Entries taken from a collection:
//! CSV parser for student score sheets.
//!
//! The first line is a header and is skipped without being checked. Every
//! other non-blank line is read positionally into a [`Record`]. Fields that
//! do not parse as numbers are kept as not-a-number markers instead of
//! failing the row.

use std::fs::File;
use std::io::Read;
use std::path::Path;

use csv::{ReaderBuilder, StringRecord};
use flate2::read::GzDecoder;
use tracing::{debug, info, warn};

use crate::error::GradebookError;
use crate::record::{Record, Scores};

/// Positional column names of an input row.
pub const COLUMNS: [&str; 8] = [
    "classId",
    "number",
    "name",
    "finalExam",
    "performance1",
    "performance2",
    "performance3",
    "total",
];

/// Parses delimited text into records, preserving input order.
///
/// # Errors
///
/// Returns [`GradebookError::LoadFailure`] if the text is empty or cannot be
/// split into rows. Malformed fields inside a row never produce an error.
#[tracing::instrument(skip(text), fields(bytes = text.len()))]
pub fn parse_records(text: &str) -> Result<Vec<Record>, GradebookError> {
    let body = text.trim();
    if body.is_empty() {
        return Err(GradebookError::LoadFailure("input is empty".into()));
    }

    let mut rdr = ReaderBuilder::new()
        .has_headers(true)
        .flexible(true)
        .from_reader(body.as_bytes());

    let mut records = Vec::new();
    let mut anomalies = 0usize;

    for result in rdr.records() {
        let row = result.map_err(|e| GradebookError::LoadFailure(e.to_string()))?;
        if is_blank(&row) {
            continue;
        }

        let mut fields = FieldReader::new(&row);
        let class_id = fields.int(0);
        let number = fields.int(1);
        let name = fields.text(2);
        let scores = Scores {
            final_exam: fields.real(3),
            performance: [fields.real(4), fields.real(5), fields.real(6)],
            total: fields.real(7),
        };
        anomalies += fields.anomalies;

        records.push(Record::new(class_id, number, name, scores));
    }

    if anomalies > 0 {
        warn!(anomalies, "Some fields could not be parsed as numbers");
    }
    info!(records = records.len(), "Grade sheet parsed");

    Ok(records)
}

/// Reads a grade sheet from `path`, decompressing it first when the file
/// name ends in `.gz`.
pub fn read_source(path: &Path) -> Result<String, GradebookError> {
    let file = File::open(path)?;
    let gzipped = path.extension().and_then(|e| e.to_str()) == Some("gz");
    debug!(path = %path.display(), gzipped, "Reading grade sheet");

    if gzipped {
        read_text(GzDecoder::new(file))
    } else {
        read_text(file)
    }
}

/// Reads all of `reader` as UTF-8 text.
///
/// Undecodable input cannot be split into rows, so it is a load failure.
pub fn read_text<R: Read>(mut reader: R) -> Result<String, GradebookError> {
    let mut text = String::new();
    reader
        .read_to_string(&mut text)
        .map_err(|e| GradebookError::LoadFailure(e.to_string()))?;
    Ok(text)
}

// A whitespace-only line comes through the reader as a single blank field.
fn is_blank(row: &StringRecord) -> bool {
    row.len() == 1 && row.get(0).is_some_and(|f| f.trim().is_empty())
}

/// Reads the longest leading integer of `raw`, so `"2.0"` and `"12th"`
/// both count. A negative or oversized value has no class/roster meaning.
fn leading_int(raw: &str) -> Option<u32> {
    let raw = raw.trim();
    let bytes = raw.as_bytes();
    let sign = usize::from(matches!(bytes.first(), Some(b'+' | b'-')));
    let digits = digit_run(bytes, sign);
    if digits == 0 {
        return None;
    }
    let value: i64 = raw[..sign + digits].parse().ok()?;
    u32::try_from(value).ok()
}

/// Reads the longest leading decimal number of `raw`, so `"85pts"` is 85.
fn leading_float(raw: &str) -> Option<f64> {
    let raw = raw.trim();
    let bytes = raw.as_bytes();
    let sign = usize::from(matches!(bytes.first(), Some(b'+' | b'-')));

    if raw[sign..].starts_with("Infinity") {
        let negative = bytes.first() == Some(&b'-');
        return Some(if negative { f64::NEG_INFINITY } else { f64::INFINITY });
    }

    let int_digits = digit_run(bytes, sign);
    let mut end = sign + int_digits;
    if bytes.get(end) == Some(&b'.') {
        let frac_digits = digit_run(bytes, end + 1);
        if int_digits + frac_digits > 0 {
            end += 1 + frac_digits;
        }
    }
    if end == sign {
        return None;
    }

    if matches!(bytes.get(end), Some(b'e' | b'E')) {
        let mut exp = end + 1;
        if matches!(bytes.get(exp), Some(b'+' | b'-')) {
            exp += 1;
        }
        let exp_digits = digit_run(bytes, exp);
        if exp_digits > 0 {
            end = exp + exp_digits;
        }
    }

    raw[..end].parse().ok()
}

fn digit_run(bytes: &[u8], start: usize) -> usize {
    bytes
        .get(start..)
        .map_or(0, |rest| rest.iter().take_while(|b| b.is_ascii_digit()).count())
}

struct FieldReader<'r> {
    row: &'r StringRecord,
    anomalies: usize,
}

impl<'r> FieldReader<'r> {
    fn new(row: &'r StringRecord) -> Self {
        Self { row, anomalies: 0 }
    }

    fn text(&self, idx: usize) -> &'r str {
        self.row.get(idx).unwrap_or("")
    }

    fn int(&mut self, idx: usize) -> Option<u32> {
        let parsed = self.row.get(idx).and_then(leading_int);
        if parsed.is_none() {
            self.anomaly(idx);
        }
        parsed
    }

    fn real(&mut self, idx: usize) -> f64 {
        match self.row.get(idx).and_then(leading_float) {
            Some(value) => value,
            None => {
                self.anomaly(idx);
                f64::NAN
            }
        }
    }

    fn anomaly(&mut self, idx: usize) {
        self.anomalies += 1;
        debug!(
            line = self.row.position().map(|p| p.line()),
            column = COLUMNS[idx],
            raw = self.row.get(idx),
            "Unparseable field kept as not-a-number"
        );
    }
}

#[cfg(test)]
mod tests {
    use super::*;
    use crate::analyzers::grade::Grade;

    const HEADER: &str = "classId,number,name,finalExam,performance1,performance2,performance3,total";

    #[test]
    fn test_parse_empty_input_is_load_failure() {
        assert!(matches!(
            parse_records(""),
            Err(GradebookError::LoadFailure(_))
        ));
        assert!(matches!(
            parse_records("  \n\n "),
            Err(GradebookError::LoadFailure(_))
        ));
    }

    #[test]
    fn test_parse_header_only() {
        let records = parse_records(HEADER).unwrap();
        assert!(records.is_empty());
    }

    #[test]
    fn test_header_is_not_validated() {
        let records = parse_records("whatever\n1,2,Kim,40,10,10,10,70").unwrap();
        assert_eq!(records.len(), 1);
        assert_eq!(records[0].name(), "Kim");
    }

    #[test]
    fn test_parse_rows_in_order() {
        let text = format!(
            "{HEADER}\n1,1,Kim,45,15,15,20,95\n2,1,Lee,20,10,10,15,55\n"
        );
        let records = parse_records(&text).unwrap();

        assert_eq!(records.len(), 2);
        assert_eq!(records[0].class_id(), Some(1));
        assert_eq!(records[0].number(), Some(1));
        assert_eq!(records[0].name(), "Kim");
        assert_eq!(records[0].final_exam(), 45.0);
        assert_eq!(records[0].scores().performance, [15.0, 15.0, 20.0]);
        assert_eq!(records[0].total(), 95.0);
        assert_eq!(records[0].grade(), Grade::A);
        assert_eq!(records[1].name(), "Lee");
        assert_eq!(records[1].grade(), Grade::F);
    }

    #[test]
    fn test_blank_lines_are_skipped() {
        let text = format!("{HEADER}\n\n1,1,Kim,45,15,15,20,95\n   \n\t\n2,1,Lee,20,10,10,15,55\n\n");
        let records = parse_records(&text).unwrap();
        assert_eq!(records.len(), 2);
    }

    #[test]
    fn test_bad_fields_become_markers() {
        let text = format!("{HEADER}\nx,?,Kim,abc,10,10,10,n/a");
        let records = parse_records(&text).unwrap();

        assert_eq!(records.len(), 1);
        let r = &records[0];
        assert_eq!(r.class_id(), None);
        assert_eq!(r.number(), None);
        assert!(r.final_exam().is_nan());
        assert!(r.total().is_nan());
        assert_eq!(r.scores().performance, [10.0, 10.0, 10.0]);
        assert_eq!(r.grade(), Grade::F);
    }

    #[test]
    fn test_numeric_prefixes_are_read() {
        let text = format!("{HEADER}\n2.0,1,Lee,30,10,10,10,70\n3,12th,Park,40.5kg,.5,7.,1e1x,85pts");
        let records = parse_records(&text).unwrap();

        assert_eq!(records[0].class_id(), Some(2));
        let park = &records[1];
        assert_eq!(park.number(), Some(12));
        assert_eq!(park.final_exam(), 40.5);
        assert_eq!(park.scores().performance, [0.5, 7.0, 10.0]);
        assert_eq!(park.total(), 85.0);
        assert_eq!(park.grade(), Grade::B);
    }

    #[test]
    fn test_prefix_class_is_kept_by_class_filter() {
        use crate::view::{ClassFilter, Criteria, SortKey, project};

        let text = format!("{HEADER}\n2.0,1,Lee,30,10,10,10,70\n3,1,Park,40,10,10,10,85pts");
        let records = parse_records(&text).unwrap();
        let criteria = Criteria::new(ClassFilter::Class(2), "", SortKey::Insertion);
        assert_eq!(project(&records, &criteria), vec![0]);
    }

    #[test]
    fn test_leading_int() {
        assert_eq!(leading_int(" 7 "), Some(7));
        assert_eq!(leading_int("+3"), Some(3));
        assert_eq!(leading_int("2.9"), Some(2));
        assert_eq!(leading_int("-1"), None);
        assert_eq!(leading_int("abc"), None);
        assert_eq!(leading_int(""), None);
        assert_eq!(leading_int("-"), None);
    }

    #[test]
    fn test_leading_float() {
        assert_eq!(leading_float("85pts"), Some(85.0));
        assert_eq!(leading_float("-2.5e2z"), Some(-250.0));
        assert_eq!(leading_float("3e"), Some(3.0));
        assert_eq!(leading_float("Infinity"), Some(f64::INFINITY));
        assert_eq!(leading_float("abc"), None);
        assert_eq!(leading_float("."), None);
        assert_eq!(leading_float("NaN"), None);
    }

    #[test]
    fn test_short_row_is_kept() {
        let text = format!("{HEADER}\n3,12,Park");
        let records = parse_records(&text).unwrap();

        assert_eq!(records.len(), 1);
        assert_eq!(records[0].class_id(), Some(3));
        assert!(records[0].total().is_nan());
    }

    #[test]
    fn test_extra_columns_are_ignored() {
        let text = format!("{HEADER},grade\n1,5,Kim,45,15,15,20,95,A");
        let records = parse_records(&text).unwrap();
        assert_eq!(records[0].total(), 95.0);
    }

    #[test]
    fn test_numbers_are_trimmed() {
        let text = format!("{HEADER}\n 2 , 7 ,Choi, 40.5 ,10,10,10, 70.5 ");
        let records = parse_records(&text).unwrap();

        assert_eq!(records[0].class_id(), Some(2));
        assert_eq!(records[0].number(), Some(7));
        assert_eq!(records[0].final_exam(), 40.5);
        assert_eq!(records[0].total(), 70.5);
    }

    #[test]
    fn test_read_text() {
        let text = format!("{HEADER}\n1,1,Kim,45,15,15,20,95");
        let read = read_text(text.as_bytes()).unwrap();
        assert_eq!(parse_records(&read).unwrap().len(), 1);
    }

    #[test]
    fn test_read_text_invalid_utf8_is_load_failure() {
        let bytes: &[u8] = &[0xFF, 0xFE, 0x00, 0x01];
        assert!(matches!(
            read_text(bytes),
            Err(GradebookError::LoadFailure(_))
        ));
    }

    #[test]
    fn test_read_source_gzip() {
        use flate2::Compression;
        use flate2::write::GzEncoder;
        use std::io::Write;

        let path = std::env::temp_dir().join("grade_dashboard_test_source.csv.gz");
        let mut encoder = GzEncoder::new(File::create(&path).unwrap(), Compression::default());
        write!(encoder, "{HEADER}\n1,1,Kim,45,15,15,20,95\n").unwrap();
        encoder.finish().unwrap();

        let text = read_source(&path).unwrap();
        assert_eq!(parse_records(&text).unwrap()[0].name(), "Kim");

        std::fs::remove_file(&path).unwrap();
    }

    #[test]
    fn test_read_source_missing_file() {
        let result = read_source(Path::new("/nonexistent/grades.csv"));
        assert!(matches!(result, Err(GradebookError::Io(_))));
    }
}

Instructions for the task
If a line above includes the string "GzDecoder", pick it out.

Answer section
use flate2::read::GzDecoder;
        read_text(GzDecoder::new(file))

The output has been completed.